The Privilege of the Sword – Ellen Kushner

Spoiler

I didn’t read the first book in the series before this; nevertheless, I didn’t struggle to understand what was going on. Girl from impoverished aristocratic background is taught about fencing and life through the intervention of her louche wealthy uncle. Enjoyed the story and read it quickly without being much moved or marked by it. Page-turning fun.

Newt’s Emerald – Garth Nix

Spoiler

Regency-ish fantasy. Deft, light and amusing. One of those books that you enjoy at the time but can’t much remember one week later. If books were baked goods, this would be 100% a souffle. ( I am currently reading Baking Bad, and this might be affecting my choice of language).

Sorceror to the Crown – Zen Cho

Spoiler

I was pretty indifferent to this one. Possibly if I’d read it before the Temeraire series and Newt’s Emerald, I’d have enjoyed it more, but by the time I got to it, I wanted a break from Regency Fantasy. It’s competently written, but it felt lacking. It needed an extra twist of peril, or humour, or pace, just something more to lift it to a higher level. Bits were strong – I enjoyed Zacharias’s complicated relationship with his owner/foster father. But there wasn’t enough to make me want to pick up the sequel. A souffle gone flat. 

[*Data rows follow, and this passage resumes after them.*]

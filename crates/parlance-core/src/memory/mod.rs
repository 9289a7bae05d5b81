//! ConversationMemory trait definition.
//!
//! The durable per-session message store. Implementations live in
//! `parlance-infra` (e.g., `FileConversationMemory`).
//! Uses native async fn in traits (RPITIT, Rust 2024 edition).

use parlance_types::error::MemoryError;
use parlance_types::message::ChatMessage;
use parlance_types::session::SessionSummary;

/// Trait for durable conversation storage with an optional per-session title.
///
/// Contract highlights:
/// - `append` is the only fallible read-modify-write; implementations must
///   serialize concurrent appends to the *same* session id (no lost updates)
///   while letting distinct sessions proceed in parallel.
/// - `read` and `clear` never fail: an absent or unreadable session reads as
///   empty, and deleting a non-existent session is a no-op.
/// - Title mutations persist the title index immediately, best-effort.
pub trait ConversationMemory: Send + Sync {
    /// Append messages to a session, creating it on first use, and persist
    /// the full updated history.
    fn append(
        &self,
        session_id: &str,
        messages: Vec<ChatMessage>,
    ) -> impl std::future::Future<Output = Result<(), MemoryError>> + Send;

    /// Read a session's history. `limit == 0` returns everything; otherwise
    /// exactly the last `limit` messages in original order.
    fn read(
        &self,
        session_id: &str,
        limit: usize,
    ) -> impl std::future::Future<Output = Vec<ChatMessage>> + Send;

    /// Remove the session's cache entry, custom title, and durable file.
    fn clear(&self, session_id: &str) -> impl std::future::Future<Output = ()> + Send;

    /// Set the session's custom title and persist the title index.
    fn set_title(
        &self,
        session_id: &str,
        title: &str,
    ) -> impl std::future::Future<Output = ()> + Send;

    /// Read the session's custom title, if one was set.
    fn title(
        &self,
        session_id: &str,
    ) -> impl std::future::Future<Output = Option<String>> + Send;

    /// Enumerate all stored sessions, most recently modified first.
    fn list_sessions(
        &self,
    ) -> impl std::future::Future<Output = Vec<SessionSummary>> + Send;
}
//! Chat message types for Parlance.
//!
//! Messages are immutable once created and ordered by append order within a
//! session -- the insertion order *is* the conversation timeline.

use serde::{Deserialize, Serialize};

use std::fmt;
use std::str::FromStr;

/// Who authored a message.
///
/// Serializes as `"USER"` / `"ASSISTANT"` / `"SYSTEM"` -- the uppercase form
/// is the on-disk record format consumed by the web client.
#[derive(Debug, Clone, Copy, PartialEq, Eq, Serialize, Deserialize)]
#[serde(rename_all = "UPPERCASE")]
pub enum MessageRole {
    User,
    Assistant,
    System,
}

impl fmt::Display for MessageRole {
    fn fmt(&self, f: &mut fmt::Formatter<'_>) -> fmt::Result {
        match self {
            MessageRole::User => write!(f, "USER"),
            MessageRole::Assistant => write!(f, "ASSISTANT"),
            MessageRole::System => write!(f, "SYSTEM"),
        }
    }
}

impl FromStr for MessageRole {
    type Err = String;

    fn from_str(s: &str) -> Result<Self, Self::Err> {
        match s.to_uppercase().as_str() {
            "USER" => Ok(MessageRole::User),
            "ASSISTANT" => Ok(MessageRole::Assistant),
            "SYSTEM" => Ok(MessageRole::System),
            other => Err(format!("invalid message role: '{other}'")),
        }
    }
}

/// A single message within a conversation.
#[derive(Debug, Clone, PartialEq, Eq, Serialize, Deserialize)]
pub struct ChatMessage {
    pub role: MessageRole,
    pub content: String,
}

impl ChatMessage {
    /// Create a user message.
    pub fn user(content: impl Into<String>) -> Self {
        Self {
            role: MessageRole::User,
            content: content.into(),
        }
    }

    /// Create an assistant message.
    pub fn assistant(content: impl Into<String>) -> Self {
        Self {
            role: MessageRole::Assistant,
            content: content.into(),
        }
    }

    /// Create a system message.
    pub fn system(content: impl Into<String>) -> Self {
        Self {
            role: MessageRole::System,
            content: content.into(),
        }
    }
}

#[cfg(test)]
mod tests {
    use super::*;

    #[test]
    fn test_role_roundtrip() {
        for role in [
            MessageRole::User,
            MessageRole::Assistant,
            MessageRole::System,
        ] {
            let s = role.to_string();
            let parsed: MessageRole = s.parse().unwrap();
            assert_eq!(role, parsed);
        }
    }

    #[test]
    fn test_role_serde_uppercase() {
        let json = serde_json::to_string(&MessageRole::Assistant).unwrap();
        assert_eq!(json, "\"ASSISTANT\"");
        let parsed: MessageRole = serde_json::from_str("\"USER\"").unwrap();
        assert_eq!(parsed, MessageRole::User);
    }

    #[test]
    fn test_role_from_str_case_insensitive() {
        let parsed: MessageRole = "system".parse().unwrap();
        assert_eq!(parsed, MessageRole::System);
        assert!("operator".parse::<MessageRole>().is_err());
    }

    #[test]
    fn test_message_constructors() {
        let msg = ChatMessage::user("hello");
        assert_eq!(msg.role, MessageRole::User);
        assert_eq!(msg.content, "hello");
        assert_eq!(ChatMessage::assistant("hi").role, MessageRole::Assistant);
    }
}
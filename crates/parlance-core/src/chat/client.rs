//! ChatClient trait definition.
//!
//! Port for the streaming LLM backend. Uses RPITIT for `complete` and
//! `Pin<Box<dyn Stream>>` for `stream` (streams need to be object-safe so
//! the service can hand them through unchanged).
//!
//! Implementations live outside this crate; the core treats the model as an
//! external collaborator that turns a finished prompt into text chunks.

use std::pin::Pin;

use futures_util::Stream;

use parlance_types::error::ChatError;
use parlance_types::llm::ChatRequest;

/// A boxed stream of reply text chunks.
pub type ChunkStream = Pin<Box<dyn Stream<Item = Result<String, ChatError>> + Send + 'static>>;

/// Trait for streaming LLM chat backends.
pub trait ChatClient: Send + Sync {
    /// Human-readable backend name (e.g., "anthropic", "openai").
    fn name(&self) -> &str;

    /// Send a request and receive the full reply text.
    fn complete(
        &self,
        request: &ChatRequest,
    ) -> impl std::future::Future<Output = Result<String, ChatError>> + Send;

    /// Send a request and receive the reply as a stream of text chunks.
    fn stream(&self, request: ChatRequest) -> ChunkStream;
}
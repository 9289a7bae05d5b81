//! Display title resolution for session listings.
//!
//! A session's listed title is its custom title when one is set and
//! non-blank; otherwise it is derived from the first user message. Messages
//! written by the search path embed the original question behind a preamble
//! marker, so derivation strips everything up to the last marker occurrence
//! before truncating.

use parlance_types::message::{ChatMessage, MessageRole};

/// Marker that precedes the user's original question inside a
/// search-context prompt.
pub const SEARCH_QUESTION_MARKER: &str = "用户问题：";

/// Placeholder title for sessions with no user message.
pub const DEFAULT_TITLE: &str = "新对话";

/// Maximum derived title length, in characters.
const TITLE_MAX_CHARS: usize = 30;

/// Resolve a session's display title from its custom title and history.
pub fn resolve_title(custom: Option<&str>, messages: &[ChatMessage]) -> String {
    match custom {
        Some(title) if !title.trim().is_empty() => title.to_string(),
        _ => derive_title(messages),
    }
}

/// Derive a title from the first user message, or fall back to the
/// placeholder when the session has none.
pub fn derive_title(messages: &[ChatMessage]) -> String {
    messages
        .iter()
        .find(|m| m.role == MessageRole::User)
        .map(|m| {
            let content = strip_search_preamble(&m.content);
            truncate_chars(content, TITLE_MAX_CHARS)
        })
        .unwrap_or_else(|| DEFAULT_TITLE.to_string())
}

/// Take the substring after the last marker occurrence, trimmed. Content
/// without the marker passes through untouched.
fn strip_search_preamble(content: &str) -> &str {
    match content.rfind(SEARCH_QUESTION_MARKER) {
        Some(idx) => content[idx + SEARCH_QUESTION_MARKER.len()..].trim(),
        None => content.trim(),
    }
}

/// Truncate to `max` characters with an ellipsis suffix when longer.
///
/// Counts chars, not bytes -- titles are routinely CJK.
fn truncate_chars(s: &str, max: usize) -> String {
    if s.chars().count() > max {
        let truncated: String = s.chars().take(max).collect();
        format!("{truncated}...")
    } else {
        s.to_string()
    }
}
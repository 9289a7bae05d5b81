//! Conversation memory implementations.

pub mod file;

pub use file::FileConversationMemory;
//! Search hit and category types.
//!
//! A `SearchHit` is one result from the external search provider. Every hit
//! is assigned exactly one `Category` by the classifier in `parlance-core`;
//! categories carry the fixed display labels the web client renders.

use serde::{Deserialize, Serialize};

use std::fmt;

/// One result returned by the search provider.
#[derive(Debug, Clone, PartialEq, Eq, Serialize, Deserialize)]
pub struct SearchHit {
    pub title: String,
    pub url: String,
    /// Snippet text; the provider may omit it.
    pub text: Option<String>,
}

/// The closed set of classification labels for search hits.
///
/// Assignment is a pure function of a hit's title and url, evaluated in this
/// declaration order -- first match wins, `Other` is the fallback.
#[derive(Debug, Clone, Copy, PartialEq, Eq, Hash, Serialize, Deserialize)]
#[serde(rename_all = "snake_case")]
pub enum Category {
    TechDocs,
    News,
    Tutorials,
    Qa,
    Official,
    Other,
}

impl Category {
    /// Display label rendered by the downstream client.
    pub fn label(&self) -> &'static str {
        match self {
            Category::TechDocs => "技术文档",
            Category::News => "新闻资讯",
            Category::Tutorials => "教程指南",
            Category::Qa => "问答社区",
            Category::Official => "官方网站",
            Category::Other => "其他资源",
        }
    }
}

impl fmt::Display for Category {
    fn fmt(&self, f: &mut fmt::Formatter<'_>) -> fmt::Result {
        write!(f, "{}", self.label())
    }
}

/// Search hits grouped under one category.
///
/// Hits keep their original relative order within the group.
#[derive(Debug, Clone, PartialEq, Eq)]
pub struct ClassifiedGroup {
    pub category: Category,
    pub hits: Vec<SearchHit>,
}

#[cfg(test)]
mod tests {
    use super::*;

    #[test]
    fn test_category_labels_distinct() {
        let all = [
            Category::TechDocs,
            Category::News,
            Category::Tutorials,
            Category::Qa,
            Category::Official,
            Category::Other,
        ];
        for (i, a) in all.iter().enumerate() {
            for b in &all[i + 1..] {
                assert_ne!(a.label(), b.label());
            }
        }
    }

    #[test]
    fn test_hit_deserialize_without_text() {
        let hit: SearchHit =
            serde_json::from_str(r#"{"title":"Rust","url":"https://rust-lang.org"}"#).unwrap();
        assert_eq!(hit.title, "Rust");
        assert!(hit.text.is_none());
    }
}
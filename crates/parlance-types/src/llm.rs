//! Request type for the LLM chat collaborator.

use serde::{Deserialize, Serialize};

use crate::message::ChatMessage;

/// A completion request sent to a `ChatClient` implementation.
///
/// The backend owns prompt assembly; providers only see the finished
/// system prompt and message list.
#[derive(Debug, Clone, Serialize, Deserialize)]
pub struct ChatRequest {
    /// System prompt, if any.
    pub system: Option<String>,
    /// Conversation messages in timeline order, ending with the user turn.
    pub messages: Vec<ChatMessage>,
}

impl ChatRequest {
    /// Build a request from a system prompt and message list.
    pub fn new(system: impl Into<String>, messages: Vec<ChatMessage>) -> Self {
        Self {
            system: Some(system.into()),
            messages,
        }
    }
}
//! Observability setup for Parlance.

pub mod tracing_setup;
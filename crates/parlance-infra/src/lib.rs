//! Infrastructure layer for Parlance.
//!
//! Contains implementations of the storage traits defined in
//! `parlance-core`: file-backed conversation memory with a concurrent
//! in-process cache.

pub mod memory;
//! Search payload encoder.
//!
//! Serializes classified search results into the single JSON object the web
//! client parses out of the chat stream. The payload shape is owned here and
//! built by hand so that every user-controlled string -- query, titles, urls,
//! snippets -- provably passes through `escape_into` before embedding.
//! Failure to escape any of backslash, quote, newline, carriage return, or
//! tab is a correctness defect: the payload is machine-parsed downstream.

use chrono::Local;
use parlance_types::search::ClassifiedGroup;

/// Maximum snippet length in characters before truncation.
const SNIPPET_MAX_CHARS: usize = 150;

/// Encode a search outcome as the client-facing JSON payload.
///
/// `total` is the provider's hit count; an empty `groups` slice encodes as
/// `"categories":[]` -- empty input is never an error.
pub fn encode_search_payload(
    status: &str,
    query: &str,
    total: usize,
    groups: &[ClassifiedGroup],
) -> String {
    let time = Local::now().format("%Y-%m-%d %H:%M:%S").to_string();
    encode_with_time(status, query, total, groups, &time)
}

fn encode_with_time(
    status: &str,
    query: &str,
    total: usize,
    groups: &[ClassifiedGroup],
    time: &str,
) -> String {
    let mut out = String::from("{\"type\":\"search\",");

    out.push_str("\"query\":\"");
    escape_into(&mut out, query);
    out.push_str("\",");

    out.push_str("\"time\":\"");
    escape_into(&mut out, time);
    out.push_str("\",");

    out.push_str("\"total\":");
    out.push_str(&total.to_string());
    out.push(',');

    out.push_str("\"status\":\"");
    escape_into(&mut out, status);
    out.push_str("\",");

    out.push_str("\"categories\":[");
    for (i, group) in groups.iter().enumerate() {
        if i > 0 {
            out.push(',');
        }
        out.push_str("{\"name\":\"");
        escape_into(&mut out, group.category.label());
        out.push_str("\",\"items\":[");

        for (j, hit) in group.hits.iter().enumerate() {
            if j > 0 {
                out.push(',');
            }
            out.push_str("{\"title\":\"");
            escape_into(&mut out, &hit.title);
            out.push_str("\",\"url\":\"");
            escape_into(&mut out, &hit.url);
            out.push_str("\",\"snippet\":\"");
            let snippet = truncate_snippet(hit.text.as_deref().unwrap_or(""));
            escape_into(&mut out, &snippet);
            out.push_str("\"}");
        }
        out.push_str("]}");
    }
    out.push_str("]}");

    out
}

/// Truncate a snippet to `SNIPPET_MAX_CHARS` characters, appending an
/// ellipsis when longer. Truncation happens before escaping.
fn truncate_snippet(text: &str) -> String {
    if text.chars().count() > SNIPPET_MAX_CHARS {
        let truncated: String = text.chars().take(SNIPPET_MAX_CHARS).collect();
        format!("{truncated}...")
    } else {
        text.to_string()
    }
}

/// Append `s` to `out` with JSON string escaping for the five characters
/// that break the payload: backslash, quote, newline, carriage return, tab.
fn escape_into(out: &mut String, s: &str) {
    for c in s.chars() {
        match c {
            '\\' => out.push_str("\\\\"),
            '"' => out.push_str("\\\""),
            '\n' => out.push_str("\\n"),
            '\r' => out.push_str("\\r"),
            '\t' => out.push_str("\\t"),
            _ => out.push(c),
        }
    }
}
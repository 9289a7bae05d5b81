//! File-backed conversation memory.
//!
//! Storage layout under the root directory:
//!
//! ```text
//! root/
//! ├── _titles.json          # session id -> custom title
//! ├── <session-id>.json     # [{"type":"USER","content":"..."}, ...]
//! └── ...
//! ```
//!
//! Each session file holds the full history, pretty-printed, rewritten on
//! every append. An in-process cache keeps loaded histories; the
//! serialization unit is the session id -- the load→append→persist sequence
//! runs inside a per-session async mutex held in a `DashMap` lock table, so
//! appends to distinct sessions never contend.
//!
//! Persist-then-cache ordering: the cache is updated only after the write
//! succeeds, so a failed `append` leaves cache and disk consistent at the
//! pre-append history.
//!
//! Title index I/O is best-effort: read and write failures are logged at
//! warn level and swallowed. A lost title is cosmetic; a lost message is not.

use std::collections::BTreeMap;
use std::io::ErrorKind;
use std::path::{Path, PathBuf};
use std::sync::Arc;
use std::time::{SystemTime, UNIX_EPOCH};

use dashmap::DashMap;
use serde::{Deserialize, Serialize};
use tokio::sync::Mutex;
use tracing::warn;

use parlance_core::catalog;
use parlance_core::memory::ConversationMemory;
use parlance_types::error::MemoryError;
use parlance_types::message::{ChatMessage, MessageRole};
use parlance_types::session::SessionSummary;

/// Filename of the title index, excluded from session enumeration.
const TITLE_INDEX_FILE: &str = "_titles.json";

/// Extension of per-session history files.
const SESSION_FILE_SUFFIX: &str = ".json";

/// A cached session history. `None` until first load.
type SessionSlot = Arc<Mutex<Option<Vec<ChatMessage>>>>;

/// File-backed implementation of `ConversationMemory`.
///
/// One instance owns one storage root; construct it explicitly at startup
/// and share it behind an `Arc`. There is no ambient/static state.
pub struct FileConversationMemory {
    root: PathBuf,
    /// Per-session lock table and history cache.
    sessions: DashMap<String, SessionSlot>,
    /// Custom titles, mirrored to `_titles.json`.
    titles: DashMap<String, String>,
    /// Serializes all writes to the shared title index file.
    title_index_lock: Mutex<()>,
}

impl FileConversationMemory {
    /// Create a store rooted at `root`, creating the directory if needed
    /// and loading the title index tolerantly.
    ///
    /// # Errors
    ///
    /// Returns `MemoryError::Init` if the root directory cannot be created;
    /// this is fatal at startup. A missing or malformed title index is not
    /// an error.
    pub fn new(root: impl Into<PathBuf>) -> Result<Self, MemoryError> {
        let root = root.into();
        std::fs::create_dir_all(&root).map_err(|source| MemoryError::Init {
            path: root.display().to_string(),
            source,
        })?;

        let titles = DashMap::new();
        match std::fs::read_to_string(root.join(TITLE_INDEX_FILE)) {
            Ok(raw) => match serde_json::from_str::<BTreeMap<String, String>>(&raw) {
                Ok(loaded) => {
                    for (id, title) in loaded {
                        titles.insert(id, title);
                    }
                }
                Err(e) => warn!(error = %e, "ignoring malformed title index"),
            },
            Err(e) if e.kind() == ErrorKind::NotFound => {}
            Err(e) => warn!(error = %e, "failed to read title index"),
        }

        Ok(Self {
            root,
            sessions: DashMap::new(),
            titles,
            title_index_lock: Mutex::new(()),
        })
    }

    /// The storage root this instance owns.
    pub fn root(&self) -> &Path {
        &self.root
    }

    fn session_path(&self, session_id: &str) -> PathBuf {
        self.root.join(format!("{session_id}{SESSION_FILE_SUFFIX}"))
    }

    /// Get or create the session's cache slot.
    fn slot(&self, session_id: &str) -> SessionSlot {
        self.sessions
            .entry(session_id.to_string())
            .or_default()
            .clone()
    }

    /// Read a session file from disk. Absent or malformed files read as
    /// empty -- tolerant read, never an error.
    async fn load_from_disk(&self, session_id: &str) -> Vec<ChatMessage> {
        let path = self.session_path(session_id);
        let raw = match tokio::fs::read_to_string(&path).await {
            Ok(raw) => raw,
            Err(e) => {
                if e.kind() != ErrorKind::NotFound {
                    warn!(session_id, error = %e, "failed to read session file, treating as empty");
                }
                return Vec::new();
            }
        };
        match serde_json::from_str::<Vec<MessageRecord>>(&raw) {
            Ok(records) => records.into_iter().map(MessageRecord::into_message).collect(),
            Err(e) => {
                warn!(session_id, error = %e, "malformed session file, treating as empty");
                Vec::new()
            }
        }
    }

    /// Write the full history to the session file.
    async fn persist(
        &self,
        session_id: &str,
        history: &[ChatMessage],
    ) -> Result<(), MemoryError> {
        let records: Vec<MessageRecord> =
            history.iter().map(MessageRecord::from_message).collect();
        let json = serde_json::to_vec_pretty(&records).map_err(|source| {
            MemoryError::Serialize {
                session_id: session_id.to_string(),
                source,
            }
        })?;
        tokio::fs::write(self.session_path(session_id), json)
            .await
            .map_err(|source| MemoryError::Persist {
                session_id: session_id.to_string(),
                source,
            })
    }

    /// Load the session history through the cache (full history).
    async fn load_session(&self, session_id: &str) -> Vec<ChatMessage> {
        let slot = self.slot(session_id);
        let mut guard = slot.lock().await;
        if guard.is_none() {
            *guard = Some(self.load_from_disk(session_id).await);
        }
        guard.clone().unwrap_or_default()
    }

    /// Persist the title index. Best-effort: failures are logged, never
    /// surfaced. All index writes serialize through one coarse lock.
    async fn save_titles(&self) {
        let _io_guard = self.title_index_lock.lock().await;
        let snapshot: BTreeMap<String, String> = self
            .titles
            .iter()
            .map(|entry| (entry.key().clone(), entry.value().clone()))
            .collect();
        let json = match serde_json::to_vec_pretty(&snapshot) {
            Ok(json) => json,
            Err(e) => {
                warn!(error = %e, "failed to serialize title index");
                return;
            }
        };
        if let Err(e) = tokio::fs::write(self.root.join(TITLE_INDEX_FILE), json).await {
            warn!(error = %e, "failed to persist title index");
        }
    }
}

impl ConversationMemory for FileConversationMemory {
    async fn append(
        &self,
        session_id: &str,
        messages: Vec<ChatMessage>,
    ) -> Result<(), MemoryError> {
        let slot = self.slot(session_id);
        let mut guard = slot.lock().await;

        let mut history = match guard.take() {
            Some(history) => history,
            None => self.load_from_disk(session_id).await,
        };
        let prior_len = history.len();
        history.extend(messages);

        match self.persist(session_id, &history).await {
            Ok(()) => {
                *guard = Some(history);
                Ok(())
            }
            Err(e) => {
                // Keep the cache at the pre-append history so it stays
                // consistent with what is on disk.
                history.truncate(prior_len);
                *guard = Some(history);
                Err(e)
            }
        }
    }

    async fn read(&self, session_id: &str, limit: usize) -> Vec<ChatMessage> {
        let mut messages = self.load_session(session_id).await;
        if limit == 0 || messages.len() <= limit {
            messages
        } else {
            messages.split_off(messages.len() - limit)
        }
    }

    async fn clear(&self, session_id: &str) {
        // Wait for in-flight operations on this session before deleting,
        // and leave any straggler holding the old slot an empty history
        // that matches the now-absent file.
        if let Some((_, slot)) = self.sessions.remove(session_id) {
            let mut guard = slot.lock().await;
            *guard = Some(Vec::new());
        }

        self.titles.remove(session_id);
        self.save_titles().await;

        if let Err(e) = tokio::fs::remove_file(self.session_path(session_id)).await {
            if e.kind() != ErrorKind::NotFound {
                warn!(session_id, error = %e, "failed to delete session file");
            }
        }
    }

    async fn set_title(&self, session_id: &str, title: &str) {
        self.titles
            .insert(session_id.to_string(), title.to_string());
        self.save_titles().await;
    }

    async fn title(&self, session_id: &str) -> Option<String> {
        self.titles.get(session_id).map(|entry| entry.clone())
    }

    async fn list_sessions(&self) -> Vec<SessionSummary> {
        let mut entries = match tokio::fs::read_dir(&self.root).await {
            Ok(entries) => entries,
            Err(e) => {
                warn!(error = %e, "failed to enumerate session directory");
                return Vec::new();
            }
        };

        let mut summaries = Vec::new();
        loop {
            let entry = match entries.next_entry().await {
                Ok(Some(entry)) => entry,
                Ok(None) => break,
                Err(e) => {
                    warn!(error = %e, "failed to read session directory entry");
                    break;
                }
            };

            let name = entry.file_name();
            let Some(name) = name.to_str() else { continue };
            if name == TITLE_INDEX_FILE {
                continue;
            }
            let Some(id) = name.strip_suffix(SESSION_FILE_SUFFIX) else {
                continue;
            };

            // The listing timestamp is the file's mtime -- durable state,
            // not an in-memory field.
            let last_modified_ms = match entry.metadata().await.and_then(|m| m.modified()) {
                Ok(time) => system_time_ms(time),
                Err(e) => {
                    warn!(session = id, error = %e, "failed to read session file mtime");
                    continue;
                }
            };

            let custom = self.titles.get(id).map(|entry| entry.clone());
            let title = match custom {
                Some(title) if !title.trim().is_empty() => title,
                _ => {
                    let messages = self.load_session(id).await;
                    catalog::derive_title(&messages)
                }
            };

            summaries.push(SessionSummary {
                id: id.to_string(),
                title,
                last_modified_ms,
            });
        }

        // Most recent first; session id breaks ties deterministically.
        summaries.sort_by(|a, b| {
            b.last_modified_ms
                .cmp(&a.last_modified_ms)
                .then_with(|| a.id.cmp(&b.id))
        });
        summaries
    }
}

fn system_time_ms(time: SystemTime) -> i64 {
    time.duration_since(UNIX_EPOCH)
        .map(|d| d.as_millis() as i64)
        .unwrap_or(0)
}

// ---------------------------------------------------------------------------
// Private record type for the on-disk message format
// ---------------------------------------------------------------------------

/// On-disk message record: `{"type":"USER","content":"..."}`.
#[derive(Serialize, Deserialize)]
struct MessageRecord {
    #[serde(rename = "type")]
    kind: String,
    content: String,
}

impl MessageRecord {
    fn from_message(message: &ChatMessage) -> Self {
        Self {
            kind: message.role.to_string(),
            content: message.content.clone(),
        }
    }

    fn into_message(self) -> ChatMessage {
        // Unknown role strings decode as user messages (tolerant read).
        let role = self.kind.parse().unwrap_or(MessageRole::User);
        ChatMessage {
            role,
            content: self.content,
        }
    }
}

Guns of the Dawn – Adrian Tchaikovsky

Spoiler

I’m so glad I saw this stand-alone book recced. Feels a bit like Terry Pratchett’s Monstrous Regiment rewritten by Naomi Novik in Uprooted mode, but is still very much its own thing. Set in a nineteenth-century-ish world, a kingdom uses up its sons in a hopeless bloodbath of a war, and moves onto its daughters. It’s the first Tchaikovsky I’ve read, and is apparently distinct among his oeuvre for its lack of bugs. Well-paced and thrilling with strong characterisation. I was sorry that the final section didn’t carry on a bit longer – I was expecting there to be something more done with the youngest daughter since she seemed to be set up to have a larger role at the start.  Still, the end was satisfying, and I’d love it if the author wrote more in this world.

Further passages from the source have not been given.